╭─ Data records
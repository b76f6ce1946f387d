//! Explicit validation of caller-supplied drafts.
//!
//! Each function turns an unvalidated draft into its typed counterpart or a
//! [`ChatError::Validation`] naming the offending field.

use palaver_types::chat::{
    ChatMode, NewChatSession, SendMessage, SendMessageDraft, SessionDraft, SessionPatch,
};
use palaver_types::error::ChatError;
use palaver_types::model::DEFAULT_MODEL_ID;

/// Longest accepted model identifier.
pub const MAX_MODEL_ID_LEN: usize = 50;

/// Validate the fields of a new session, filling defaults for absent ones.
pub fn validate_new_session(draft: SessionDraft) -> Result<NewChatSession, ChatError> {
    let patch = validate_session_patch(draft)?;
    let defaults = NewChatSession::default();

    Ok(NewChatSession {
        title: patch.title.unwrap_or(defaults.title),
        model: patch.model.unwrap_or(defaults.model),
        mode: patch.mode.unwrap_or(defaults.mode),
        is_pinned: patch.is_pinned.unwrap_or(defaults.is_pinned),
    })
}

/// Validate a partial session update. Absent fields stay `None`.
pub fn validate_session_patch(draft: SessionDraft) -> Result<SessionPatch, ChatError> {
    let title = match draft.title {
        Some(title) if title.trim().is_empty() => {
            return Err(ChatError::Validation("title must not be blank".to_string()));
        }
        other => other,
    };

    let model = match draft.model {
        Some(model) => Some(validate_model_id(model)?),
        None => None,
    };

    let mode = match draft.mode {
        Some(mode) => Some(mode.parse::<ChatMode>().map_err(|_| {
            ChatError::Validation(format!("mode must be 'chat' or 'agent', got '{mode}'"))
        })?),
        None => None,
    };

    Ok(SessionPatch {
        title,
        model,
        mode,
        is_pinned: draft.is_pinned,
    })
}

/// Validate a send-message body.
///
/// Content must be a non-empty string. The model defaults to the catalog's
/// primary id and is otherwise left for the router to accept or reject.
pub fn validate_send_message(draft: SendMessageDraft) -> Result<SendMessage, ChatError> {
    let content = match draft.content {
        Some(content) if !content.is_empty() => content,
        _ => return Err(ChatError::Validation("Content is required".to_string())),
    };

    Ok(SendMessage {
        content,
        model: draft.model.unwrap_or_else(|| DEFAULT_MODEL_ID.to_string()),
        attachment_ids: draft.attachment_ids.unwrap_or_default(),
    })
}

fn validate_model_id(model: String) -> Result<String, ChatError> {
    if model.trim().is_empty() {
        return Err(ChatError::Validation("model must not be empty".to_string()));
    }
    if model.chars().count() > MAX_MODEL_ID_LEN {
        return Err(ChatError::Validation(format!(
            "model must be at most {MAX_MODEL_ID_LEN} characters"
        )));
    }
    Ok(model)
}

#[cfg(test)]
mod tests {
    use super::*;
    use palaver_types::chat::DEFAULT_SESSION_TITLE;

    fn draft(title: Option<&str>, model: Option<&str>, mode: Option<&str>) -> SessionDraft {
        SessionDraft {
            title: title.map(str::to_string),
            model: model.map(str::to_string),
            mode: mode.map(str::to_string),
            is_pinned: None,
        }
    }

    #[test]
    fn new_session_with_all_fields() {
        let session = validate_new_session(draft(Some("t"), Some("gpt-5"), Some("agent"))).unwrap();
        assert_eq!(session.title, "t");
        assert_eq!(session.model, "gpt-5");
        assert_eq!(session.mode, ChatMode::Agent);
        assert!(!session.is_pinned);
    }

    #[test]
    fn new_session_fills_defaults() {
        let session = validate_new_session(SessionDraft::default()).unwrap();
        assert_eq!(session.title, DEFAULT_SESSION_TITLE);
        assert_eq!(session.model, DEFAULT_MODEL_ID);
        assert_eq!(session.mode, ChatMode::Chat);
    }

    #[test]
    fn new_session_rejects_unknown_mode() {
        let err = validate_new_session(draft(None, None, Some("autopilot"))).unwrap_err();
        assert!(matches!(err, ChatError::Validation(msg) if msg.contains("autopilot")));
    }

    #[test]
    fn new_session_rejects_oversized_model() {
        let long = "gpt-".to_string() + &"x".repeat(60);
        let err = validate_new_session(draft(None, Some(&long), None)).unwrap_err();
        assert!(matches!(err, ChatError::Validation(_)));
    }

    #[test]
    fn new_session_rejects_blank_title() {
        let err = validate_new_session(draft(Some("   "), None, None)).unwrap_err();
        assert!(matches!(err, ChatError::Validation(_)));
    }

    #[test]
    fn patch_keeps_absent_fields_unset() {
        let patch = validate_session_patch(SessionDraft {
            is_pinned: Some(true),
            ..Default::default()
        })
        .unwrap();
        assert_eq!(
            patch,
            SessionPatch {
                is_pinned: Some(true),
                ..Default::default()
            }
        );
    }

    #[test]
    fn send_message_requires_content() {
        let missing = validate_send_message(SendMessageDraft::default()).unwrap_err();
        assert!(matches!(missing, ChatError::Validation(_)));

        let empty = validate_send_message(SendMessageDraft {
            content: Some(String::new()),
            ..Default::default()
        })
        .unwrap_err();
        assert!(matches!(empty, ChatError::Validation(_)));
    }

    #[test]
    fn send_message_defaults_model_and_attachments() {
        let msg = validate_send_message(SendMessageDraft {
            content: Some("hi".to_string()),
            ..Default::default()
        })
        .unwrap();
        assert_eq!(msg.content, "hi");
        assert_eq!(msg.model, "gpt-5");
        assert!(msg.attachment_ids.is_empty());
    }
}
╰─
Problem to work on = Reproduce each line of the records in which "format" appears.

Solved exercise =
            ChatError::Validation(format!("mode must be 'chat' or 'agent', got '{mode}'"))
        return Err(ChatError::Validation(format!(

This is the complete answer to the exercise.